_WHAT TO PRODUCE:_ Using the entries that follow, report how many lines contain the word "GateLookup". Only the number is wanted.

DATA FOR THIS TASK below:

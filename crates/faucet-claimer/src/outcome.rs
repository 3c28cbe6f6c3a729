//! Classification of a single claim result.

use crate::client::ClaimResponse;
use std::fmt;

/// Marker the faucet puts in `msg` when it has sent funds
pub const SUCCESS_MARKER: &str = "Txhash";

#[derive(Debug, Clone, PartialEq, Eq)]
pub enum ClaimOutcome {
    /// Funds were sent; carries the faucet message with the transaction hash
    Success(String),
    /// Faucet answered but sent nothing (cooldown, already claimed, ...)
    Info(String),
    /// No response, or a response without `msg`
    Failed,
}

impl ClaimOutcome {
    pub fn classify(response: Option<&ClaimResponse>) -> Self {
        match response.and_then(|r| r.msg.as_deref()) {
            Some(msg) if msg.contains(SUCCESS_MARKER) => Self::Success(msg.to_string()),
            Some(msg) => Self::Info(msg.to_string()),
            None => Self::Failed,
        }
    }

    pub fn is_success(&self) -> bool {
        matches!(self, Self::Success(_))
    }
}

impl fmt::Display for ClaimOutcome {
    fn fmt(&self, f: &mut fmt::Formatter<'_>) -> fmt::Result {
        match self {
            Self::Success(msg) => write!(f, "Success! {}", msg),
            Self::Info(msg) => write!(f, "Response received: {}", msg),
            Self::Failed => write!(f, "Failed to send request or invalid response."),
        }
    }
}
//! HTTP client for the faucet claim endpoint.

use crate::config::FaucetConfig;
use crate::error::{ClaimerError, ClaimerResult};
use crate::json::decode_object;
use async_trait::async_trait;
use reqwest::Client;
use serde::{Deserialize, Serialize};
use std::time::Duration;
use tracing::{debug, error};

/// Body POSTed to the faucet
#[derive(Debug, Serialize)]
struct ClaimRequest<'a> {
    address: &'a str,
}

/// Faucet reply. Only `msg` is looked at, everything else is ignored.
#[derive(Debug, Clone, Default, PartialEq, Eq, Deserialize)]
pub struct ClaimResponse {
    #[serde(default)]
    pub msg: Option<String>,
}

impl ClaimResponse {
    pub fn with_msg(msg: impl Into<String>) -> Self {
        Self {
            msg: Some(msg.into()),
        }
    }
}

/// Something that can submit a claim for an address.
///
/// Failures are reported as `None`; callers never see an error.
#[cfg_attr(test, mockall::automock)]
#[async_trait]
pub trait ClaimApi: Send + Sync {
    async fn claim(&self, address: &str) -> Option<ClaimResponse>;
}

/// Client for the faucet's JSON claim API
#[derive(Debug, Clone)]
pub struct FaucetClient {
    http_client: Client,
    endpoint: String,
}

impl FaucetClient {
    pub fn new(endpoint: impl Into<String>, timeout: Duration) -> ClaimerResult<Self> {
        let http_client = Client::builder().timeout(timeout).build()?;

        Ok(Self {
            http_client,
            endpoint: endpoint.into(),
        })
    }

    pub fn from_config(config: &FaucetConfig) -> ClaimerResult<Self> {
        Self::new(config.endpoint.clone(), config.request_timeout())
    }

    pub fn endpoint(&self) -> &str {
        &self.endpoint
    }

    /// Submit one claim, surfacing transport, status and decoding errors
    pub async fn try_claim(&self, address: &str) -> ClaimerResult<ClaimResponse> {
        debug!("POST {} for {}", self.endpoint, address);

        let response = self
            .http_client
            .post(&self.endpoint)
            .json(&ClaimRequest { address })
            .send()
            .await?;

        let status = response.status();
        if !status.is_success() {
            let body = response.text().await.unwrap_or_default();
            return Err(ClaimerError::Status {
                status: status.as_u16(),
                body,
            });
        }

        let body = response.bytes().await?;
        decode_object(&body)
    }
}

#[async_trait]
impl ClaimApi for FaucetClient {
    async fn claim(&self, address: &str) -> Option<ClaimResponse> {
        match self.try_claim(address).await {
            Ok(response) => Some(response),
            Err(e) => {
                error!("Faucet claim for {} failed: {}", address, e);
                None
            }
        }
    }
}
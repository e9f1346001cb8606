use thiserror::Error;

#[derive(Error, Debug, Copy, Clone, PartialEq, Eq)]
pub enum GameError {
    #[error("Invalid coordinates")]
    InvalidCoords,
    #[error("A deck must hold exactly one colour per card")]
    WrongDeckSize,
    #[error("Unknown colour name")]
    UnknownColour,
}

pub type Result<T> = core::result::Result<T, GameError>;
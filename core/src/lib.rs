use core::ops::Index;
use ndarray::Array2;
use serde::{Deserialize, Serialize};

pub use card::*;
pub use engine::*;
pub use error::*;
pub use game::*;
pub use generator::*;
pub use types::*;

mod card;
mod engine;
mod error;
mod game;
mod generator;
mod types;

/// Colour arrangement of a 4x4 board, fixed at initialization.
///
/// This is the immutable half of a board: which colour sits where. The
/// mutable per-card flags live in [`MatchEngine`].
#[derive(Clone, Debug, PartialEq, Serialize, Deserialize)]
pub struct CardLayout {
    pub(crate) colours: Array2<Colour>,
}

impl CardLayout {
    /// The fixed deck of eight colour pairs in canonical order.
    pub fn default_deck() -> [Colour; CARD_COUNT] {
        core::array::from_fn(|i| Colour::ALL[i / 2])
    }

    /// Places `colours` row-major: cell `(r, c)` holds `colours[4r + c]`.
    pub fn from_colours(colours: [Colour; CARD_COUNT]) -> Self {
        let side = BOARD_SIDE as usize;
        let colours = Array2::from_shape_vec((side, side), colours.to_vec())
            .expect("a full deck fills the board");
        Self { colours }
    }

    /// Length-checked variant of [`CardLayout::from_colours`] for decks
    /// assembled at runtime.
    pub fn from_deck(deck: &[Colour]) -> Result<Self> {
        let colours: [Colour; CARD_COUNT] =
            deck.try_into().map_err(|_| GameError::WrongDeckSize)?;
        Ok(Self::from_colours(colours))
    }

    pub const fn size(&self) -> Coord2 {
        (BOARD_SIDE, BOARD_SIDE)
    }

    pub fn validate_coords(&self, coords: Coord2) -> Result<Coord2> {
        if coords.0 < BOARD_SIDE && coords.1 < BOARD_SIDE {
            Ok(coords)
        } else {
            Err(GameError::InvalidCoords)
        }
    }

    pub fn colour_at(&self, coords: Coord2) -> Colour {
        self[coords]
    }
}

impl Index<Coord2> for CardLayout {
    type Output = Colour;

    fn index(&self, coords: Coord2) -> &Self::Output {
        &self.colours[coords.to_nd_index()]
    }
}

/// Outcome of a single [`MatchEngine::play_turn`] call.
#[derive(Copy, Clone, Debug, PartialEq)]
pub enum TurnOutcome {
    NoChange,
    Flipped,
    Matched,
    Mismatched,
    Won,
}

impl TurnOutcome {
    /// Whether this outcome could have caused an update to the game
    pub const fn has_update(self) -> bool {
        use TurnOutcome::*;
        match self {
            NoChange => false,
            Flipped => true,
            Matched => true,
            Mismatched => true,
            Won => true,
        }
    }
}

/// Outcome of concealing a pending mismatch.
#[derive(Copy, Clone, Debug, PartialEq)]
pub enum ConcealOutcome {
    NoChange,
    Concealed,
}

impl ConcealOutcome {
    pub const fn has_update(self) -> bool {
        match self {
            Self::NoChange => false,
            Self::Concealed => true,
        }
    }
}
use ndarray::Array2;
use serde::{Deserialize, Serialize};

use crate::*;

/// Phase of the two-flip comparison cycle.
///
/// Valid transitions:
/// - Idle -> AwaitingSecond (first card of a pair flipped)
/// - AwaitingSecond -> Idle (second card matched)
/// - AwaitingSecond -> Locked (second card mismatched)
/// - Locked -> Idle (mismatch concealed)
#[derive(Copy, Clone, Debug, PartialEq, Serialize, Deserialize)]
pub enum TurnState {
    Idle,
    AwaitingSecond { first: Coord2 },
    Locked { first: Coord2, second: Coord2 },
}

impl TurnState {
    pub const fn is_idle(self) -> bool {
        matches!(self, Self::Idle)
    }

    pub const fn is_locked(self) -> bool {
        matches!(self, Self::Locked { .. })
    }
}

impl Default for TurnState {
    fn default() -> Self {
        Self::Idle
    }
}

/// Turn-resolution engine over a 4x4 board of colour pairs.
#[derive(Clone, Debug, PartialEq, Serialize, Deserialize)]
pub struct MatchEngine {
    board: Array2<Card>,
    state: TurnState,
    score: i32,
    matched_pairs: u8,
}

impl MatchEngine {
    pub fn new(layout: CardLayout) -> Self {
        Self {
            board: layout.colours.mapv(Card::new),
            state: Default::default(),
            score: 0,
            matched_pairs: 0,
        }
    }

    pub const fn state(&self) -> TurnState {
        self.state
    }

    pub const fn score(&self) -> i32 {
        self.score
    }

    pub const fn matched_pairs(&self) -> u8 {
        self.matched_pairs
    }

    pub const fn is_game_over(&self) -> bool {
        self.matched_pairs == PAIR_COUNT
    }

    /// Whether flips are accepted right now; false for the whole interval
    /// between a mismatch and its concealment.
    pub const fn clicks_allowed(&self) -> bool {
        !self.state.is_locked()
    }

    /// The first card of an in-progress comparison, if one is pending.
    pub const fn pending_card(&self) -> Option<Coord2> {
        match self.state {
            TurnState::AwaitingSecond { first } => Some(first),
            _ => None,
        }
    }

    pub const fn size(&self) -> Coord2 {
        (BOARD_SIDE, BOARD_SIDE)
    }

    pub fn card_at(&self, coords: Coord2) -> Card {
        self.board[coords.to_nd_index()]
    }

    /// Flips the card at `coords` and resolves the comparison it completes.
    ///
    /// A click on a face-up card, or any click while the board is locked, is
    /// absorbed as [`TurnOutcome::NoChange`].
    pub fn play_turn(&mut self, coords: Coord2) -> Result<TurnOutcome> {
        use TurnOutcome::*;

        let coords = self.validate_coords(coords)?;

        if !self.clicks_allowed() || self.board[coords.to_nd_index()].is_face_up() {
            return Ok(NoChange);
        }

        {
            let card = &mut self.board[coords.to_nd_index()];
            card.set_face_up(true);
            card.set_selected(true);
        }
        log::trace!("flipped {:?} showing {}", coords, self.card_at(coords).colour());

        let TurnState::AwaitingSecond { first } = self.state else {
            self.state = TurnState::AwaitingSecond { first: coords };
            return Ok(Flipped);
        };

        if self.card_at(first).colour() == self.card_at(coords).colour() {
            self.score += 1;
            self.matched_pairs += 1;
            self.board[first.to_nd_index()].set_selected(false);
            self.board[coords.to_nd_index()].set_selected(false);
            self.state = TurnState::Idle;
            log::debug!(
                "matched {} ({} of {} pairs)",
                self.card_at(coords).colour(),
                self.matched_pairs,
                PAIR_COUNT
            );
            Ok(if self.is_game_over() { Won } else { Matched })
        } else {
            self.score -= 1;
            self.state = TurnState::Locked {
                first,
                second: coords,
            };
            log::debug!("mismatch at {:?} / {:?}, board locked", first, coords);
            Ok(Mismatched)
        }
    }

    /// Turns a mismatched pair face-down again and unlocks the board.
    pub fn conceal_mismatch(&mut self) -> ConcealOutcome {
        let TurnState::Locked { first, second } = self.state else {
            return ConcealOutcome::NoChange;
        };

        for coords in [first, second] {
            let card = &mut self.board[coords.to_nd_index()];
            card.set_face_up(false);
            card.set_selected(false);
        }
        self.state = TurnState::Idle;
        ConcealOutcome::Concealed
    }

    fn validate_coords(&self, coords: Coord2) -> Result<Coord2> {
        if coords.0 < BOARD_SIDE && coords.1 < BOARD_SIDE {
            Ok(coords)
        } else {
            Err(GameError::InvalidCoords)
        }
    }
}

End of DATA FOR THIS TASK.
DATA FOR THIS TASK below:

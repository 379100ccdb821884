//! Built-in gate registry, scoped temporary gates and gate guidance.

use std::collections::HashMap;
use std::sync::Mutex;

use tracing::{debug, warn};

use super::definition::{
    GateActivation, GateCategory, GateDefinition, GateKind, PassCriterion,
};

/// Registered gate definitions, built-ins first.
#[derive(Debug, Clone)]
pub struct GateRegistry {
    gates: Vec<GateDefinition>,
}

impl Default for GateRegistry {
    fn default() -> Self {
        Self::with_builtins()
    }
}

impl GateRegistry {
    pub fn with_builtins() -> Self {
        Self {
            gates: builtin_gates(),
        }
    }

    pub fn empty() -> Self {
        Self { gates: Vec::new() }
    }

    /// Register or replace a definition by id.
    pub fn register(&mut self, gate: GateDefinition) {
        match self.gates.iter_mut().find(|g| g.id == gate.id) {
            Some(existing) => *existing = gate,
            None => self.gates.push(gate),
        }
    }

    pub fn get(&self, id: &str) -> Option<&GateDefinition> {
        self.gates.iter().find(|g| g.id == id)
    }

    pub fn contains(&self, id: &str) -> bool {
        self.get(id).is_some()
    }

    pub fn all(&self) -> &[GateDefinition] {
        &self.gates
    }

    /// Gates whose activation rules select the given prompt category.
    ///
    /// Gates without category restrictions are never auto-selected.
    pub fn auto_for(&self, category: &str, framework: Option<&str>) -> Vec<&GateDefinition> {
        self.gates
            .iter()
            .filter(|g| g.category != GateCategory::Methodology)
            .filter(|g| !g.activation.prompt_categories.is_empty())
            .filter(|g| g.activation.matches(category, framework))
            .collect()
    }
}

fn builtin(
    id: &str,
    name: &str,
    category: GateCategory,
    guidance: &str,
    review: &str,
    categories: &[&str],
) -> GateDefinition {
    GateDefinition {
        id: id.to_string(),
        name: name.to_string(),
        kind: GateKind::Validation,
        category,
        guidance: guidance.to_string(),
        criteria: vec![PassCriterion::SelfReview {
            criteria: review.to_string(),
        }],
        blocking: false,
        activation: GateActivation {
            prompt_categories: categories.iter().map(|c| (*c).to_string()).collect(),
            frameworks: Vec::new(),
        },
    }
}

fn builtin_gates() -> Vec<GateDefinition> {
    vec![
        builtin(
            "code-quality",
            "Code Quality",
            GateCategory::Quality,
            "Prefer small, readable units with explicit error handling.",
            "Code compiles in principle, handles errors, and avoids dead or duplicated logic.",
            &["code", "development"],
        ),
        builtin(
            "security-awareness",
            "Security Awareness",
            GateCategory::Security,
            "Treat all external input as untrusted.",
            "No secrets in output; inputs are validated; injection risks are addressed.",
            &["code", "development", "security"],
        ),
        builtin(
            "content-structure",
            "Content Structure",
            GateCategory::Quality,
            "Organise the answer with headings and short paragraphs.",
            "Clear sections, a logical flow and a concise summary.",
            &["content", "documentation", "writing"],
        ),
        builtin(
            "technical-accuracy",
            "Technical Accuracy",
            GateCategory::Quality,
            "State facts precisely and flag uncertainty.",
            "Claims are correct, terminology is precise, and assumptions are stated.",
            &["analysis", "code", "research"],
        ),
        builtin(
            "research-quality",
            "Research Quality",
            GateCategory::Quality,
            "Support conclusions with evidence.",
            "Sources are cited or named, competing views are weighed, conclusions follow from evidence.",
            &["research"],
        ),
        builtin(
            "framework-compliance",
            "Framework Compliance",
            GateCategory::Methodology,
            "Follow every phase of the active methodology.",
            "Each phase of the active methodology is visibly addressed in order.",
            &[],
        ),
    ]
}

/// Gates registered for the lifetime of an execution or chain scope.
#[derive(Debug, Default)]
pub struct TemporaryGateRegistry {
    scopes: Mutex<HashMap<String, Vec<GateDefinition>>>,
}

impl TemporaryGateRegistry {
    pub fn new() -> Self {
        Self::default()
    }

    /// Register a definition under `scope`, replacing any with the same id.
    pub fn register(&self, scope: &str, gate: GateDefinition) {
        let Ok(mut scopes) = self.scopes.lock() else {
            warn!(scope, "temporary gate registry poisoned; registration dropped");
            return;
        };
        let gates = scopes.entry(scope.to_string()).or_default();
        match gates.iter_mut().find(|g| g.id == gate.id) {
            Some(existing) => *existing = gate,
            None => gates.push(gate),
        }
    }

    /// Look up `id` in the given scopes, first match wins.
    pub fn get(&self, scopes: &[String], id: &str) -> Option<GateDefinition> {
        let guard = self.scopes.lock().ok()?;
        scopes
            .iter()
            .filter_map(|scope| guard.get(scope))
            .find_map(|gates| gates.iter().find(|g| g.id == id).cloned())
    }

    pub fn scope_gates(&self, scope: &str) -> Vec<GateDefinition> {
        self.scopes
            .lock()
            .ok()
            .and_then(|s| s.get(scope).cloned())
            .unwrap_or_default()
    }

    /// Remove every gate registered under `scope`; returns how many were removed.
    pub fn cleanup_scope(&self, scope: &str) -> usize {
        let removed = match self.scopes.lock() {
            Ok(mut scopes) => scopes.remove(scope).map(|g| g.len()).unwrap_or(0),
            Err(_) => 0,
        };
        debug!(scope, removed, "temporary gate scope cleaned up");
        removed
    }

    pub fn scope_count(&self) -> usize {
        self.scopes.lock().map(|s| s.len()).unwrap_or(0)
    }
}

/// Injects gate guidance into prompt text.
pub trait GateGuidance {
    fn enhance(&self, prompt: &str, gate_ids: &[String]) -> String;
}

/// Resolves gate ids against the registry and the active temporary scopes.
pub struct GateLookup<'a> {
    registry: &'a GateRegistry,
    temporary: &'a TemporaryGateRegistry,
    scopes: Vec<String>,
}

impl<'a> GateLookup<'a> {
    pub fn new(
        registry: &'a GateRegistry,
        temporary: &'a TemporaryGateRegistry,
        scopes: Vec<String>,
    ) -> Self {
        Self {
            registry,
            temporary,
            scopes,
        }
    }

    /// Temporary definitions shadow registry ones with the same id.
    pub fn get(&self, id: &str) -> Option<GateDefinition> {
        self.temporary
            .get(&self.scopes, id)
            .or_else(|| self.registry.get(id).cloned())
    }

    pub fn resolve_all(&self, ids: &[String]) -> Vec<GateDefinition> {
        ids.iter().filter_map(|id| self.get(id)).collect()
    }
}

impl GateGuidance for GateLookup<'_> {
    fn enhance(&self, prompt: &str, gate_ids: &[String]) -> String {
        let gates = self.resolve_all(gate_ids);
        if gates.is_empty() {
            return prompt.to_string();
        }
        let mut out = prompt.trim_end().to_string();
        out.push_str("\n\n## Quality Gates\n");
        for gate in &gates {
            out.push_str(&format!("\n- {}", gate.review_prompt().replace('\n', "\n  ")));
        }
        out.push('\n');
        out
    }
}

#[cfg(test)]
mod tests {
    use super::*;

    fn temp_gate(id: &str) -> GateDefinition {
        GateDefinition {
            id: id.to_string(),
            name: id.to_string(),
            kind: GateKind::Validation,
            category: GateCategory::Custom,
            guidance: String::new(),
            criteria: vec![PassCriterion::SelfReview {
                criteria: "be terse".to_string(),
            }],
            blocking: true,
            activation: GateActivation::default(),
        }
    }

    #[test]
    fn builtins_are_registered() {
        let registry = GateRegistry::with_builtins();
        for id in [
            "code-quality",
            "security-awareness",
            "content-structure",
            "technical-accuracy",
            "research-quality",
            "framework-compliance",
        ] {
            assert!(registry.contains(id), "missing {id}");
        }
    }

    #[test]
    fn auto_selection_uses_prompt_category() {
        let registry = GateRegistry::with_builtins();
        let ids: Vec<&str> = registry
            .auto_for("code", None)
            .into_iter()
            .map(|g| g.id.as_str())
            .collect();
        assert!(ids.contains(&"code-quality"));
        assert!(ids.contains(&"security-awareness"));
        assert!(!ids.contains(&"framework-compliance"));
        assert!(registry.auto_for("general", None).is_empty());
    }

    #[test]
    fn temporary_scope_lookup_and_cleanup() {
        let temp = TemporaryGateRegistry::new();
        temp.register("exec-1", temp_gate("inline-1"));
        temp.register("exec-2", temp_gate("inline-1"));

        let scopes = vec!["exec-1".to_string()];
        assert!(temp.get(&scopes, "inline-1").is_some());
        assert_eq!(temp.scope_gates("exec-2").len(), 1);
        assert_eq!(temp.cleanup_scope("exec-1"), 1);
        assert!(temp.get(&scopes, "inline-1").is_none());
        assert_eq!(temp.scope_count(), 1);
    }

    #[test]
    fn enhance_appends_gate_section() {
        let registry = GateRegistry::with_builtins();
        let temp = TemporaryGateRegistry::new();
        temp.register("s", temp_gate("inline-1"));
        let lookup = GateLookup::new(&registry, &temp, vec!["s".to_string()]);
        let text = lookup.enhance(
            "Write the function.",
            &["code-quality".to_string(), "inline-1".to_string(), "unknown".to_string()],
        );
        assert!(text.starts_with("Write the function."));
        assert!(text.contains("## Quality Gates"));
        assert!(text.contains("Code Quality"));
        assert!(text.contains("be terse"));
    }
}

End of DATA FOR THIS TASK.
DATA FOR THIS TASK below:

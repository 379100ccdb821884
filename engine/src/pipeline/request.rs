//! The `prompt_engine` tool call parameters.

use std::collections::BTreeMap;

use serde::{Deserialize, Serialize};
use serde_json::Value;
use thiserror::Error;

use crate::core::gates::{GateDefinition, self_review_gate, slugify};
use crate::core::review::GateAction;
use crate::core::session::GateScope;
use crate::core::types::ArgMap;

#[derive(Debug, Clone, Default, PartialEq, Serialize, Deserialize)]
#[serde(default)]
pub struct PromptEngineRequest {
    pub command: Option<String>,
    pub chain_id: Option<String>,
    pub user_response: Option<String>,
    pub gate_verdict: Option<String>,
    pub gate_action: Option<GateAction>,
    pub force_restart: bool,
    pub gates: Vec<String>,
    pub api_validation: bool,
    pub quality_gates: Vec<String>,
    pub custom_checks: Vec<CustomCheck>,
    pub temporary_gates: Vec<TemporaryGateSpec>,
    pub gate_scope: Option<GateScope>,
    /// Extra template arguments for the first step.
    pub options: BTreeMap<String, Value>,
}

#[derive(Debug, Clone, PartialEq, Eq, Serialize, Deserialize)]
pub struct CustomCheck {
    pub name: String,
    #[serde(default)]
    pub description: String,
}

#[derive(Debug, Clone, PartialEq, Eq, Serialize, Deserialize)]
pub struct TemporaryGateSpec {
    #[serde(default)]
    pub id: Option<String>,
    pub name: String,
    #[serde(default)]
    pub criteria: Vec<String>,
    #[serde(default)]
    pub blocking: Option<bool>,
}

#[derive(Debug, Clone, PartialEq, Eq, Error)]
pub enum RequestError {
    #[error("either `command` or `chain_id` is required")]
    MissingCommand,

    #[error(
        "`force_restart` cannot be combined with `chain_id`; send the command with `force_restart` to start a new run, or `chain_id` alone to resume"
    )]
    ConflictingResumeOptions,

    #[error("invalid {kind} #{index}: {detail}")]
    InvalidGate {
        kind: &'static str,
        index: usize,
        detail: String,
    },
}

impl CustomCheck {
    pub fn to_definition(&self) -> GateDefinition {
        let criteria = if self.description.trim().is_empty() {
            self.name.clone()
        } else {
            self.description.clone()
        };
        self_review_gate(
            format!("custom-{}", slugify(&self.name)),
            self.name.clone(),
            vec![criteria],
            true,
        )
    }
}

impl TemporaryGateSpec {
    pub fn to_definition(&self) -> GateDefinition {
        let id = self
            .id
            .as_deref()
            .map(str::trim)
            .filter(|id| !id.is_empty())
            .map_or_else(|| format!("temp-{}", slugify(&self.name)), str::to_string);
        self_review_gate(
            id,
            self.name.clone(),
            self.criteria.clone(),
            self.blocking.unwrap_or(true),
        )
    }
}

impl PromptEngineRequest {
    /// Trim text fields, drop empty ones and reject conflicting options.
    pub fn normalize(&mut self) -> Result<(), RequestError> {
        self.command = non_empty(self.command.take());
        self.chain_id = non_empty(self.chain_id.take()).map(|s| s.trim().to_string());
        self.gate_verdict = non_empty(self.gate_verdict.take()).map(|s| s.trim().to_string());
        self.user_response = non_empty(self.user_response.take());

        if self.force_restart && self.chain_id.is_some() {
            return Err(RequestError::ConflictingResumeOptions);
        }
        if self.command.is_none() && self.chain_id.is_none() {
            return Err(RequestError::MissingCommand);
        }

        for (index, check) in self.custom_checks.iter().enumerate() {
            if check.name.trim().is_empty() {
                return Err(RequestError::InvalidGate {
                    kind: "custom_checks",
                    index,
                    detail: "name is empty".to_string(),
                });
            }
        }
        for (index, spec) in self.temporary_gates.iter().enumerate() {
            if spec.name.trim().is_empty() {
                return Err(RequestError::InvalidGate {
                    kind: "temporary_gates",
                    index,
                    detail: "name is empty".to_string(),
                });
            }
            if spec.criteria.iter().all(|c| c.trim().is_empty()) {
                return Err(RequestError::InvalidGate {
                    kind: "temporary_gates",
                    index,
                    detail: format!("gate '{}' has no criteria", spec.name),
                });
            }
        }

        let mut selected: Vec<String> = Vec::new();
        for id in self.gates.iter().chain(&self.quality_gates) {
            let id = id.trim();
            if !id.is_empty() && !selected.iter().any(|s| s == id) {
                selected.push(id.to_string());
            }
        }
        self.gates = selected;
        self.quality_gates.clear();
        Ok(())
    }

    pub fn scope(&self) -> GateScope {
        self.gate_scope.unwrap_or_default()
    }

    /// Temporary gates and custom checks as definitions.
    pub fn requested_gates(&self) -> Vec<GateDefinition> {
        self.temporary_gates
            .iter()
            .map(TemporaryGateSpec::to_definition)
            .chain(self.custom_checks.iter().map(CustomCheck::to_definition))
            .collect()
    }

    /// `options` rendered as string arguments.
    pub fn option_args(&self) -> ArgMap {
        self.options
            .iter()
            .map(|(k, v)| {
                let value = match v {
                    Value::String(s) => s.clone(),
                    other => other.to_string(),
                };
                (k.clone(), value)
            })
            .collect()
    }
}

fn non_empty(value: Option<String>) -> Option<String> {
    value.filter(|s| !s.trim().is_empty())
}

End of DATA FOR THIS TASK.

_TASK SOLUTION:_ 4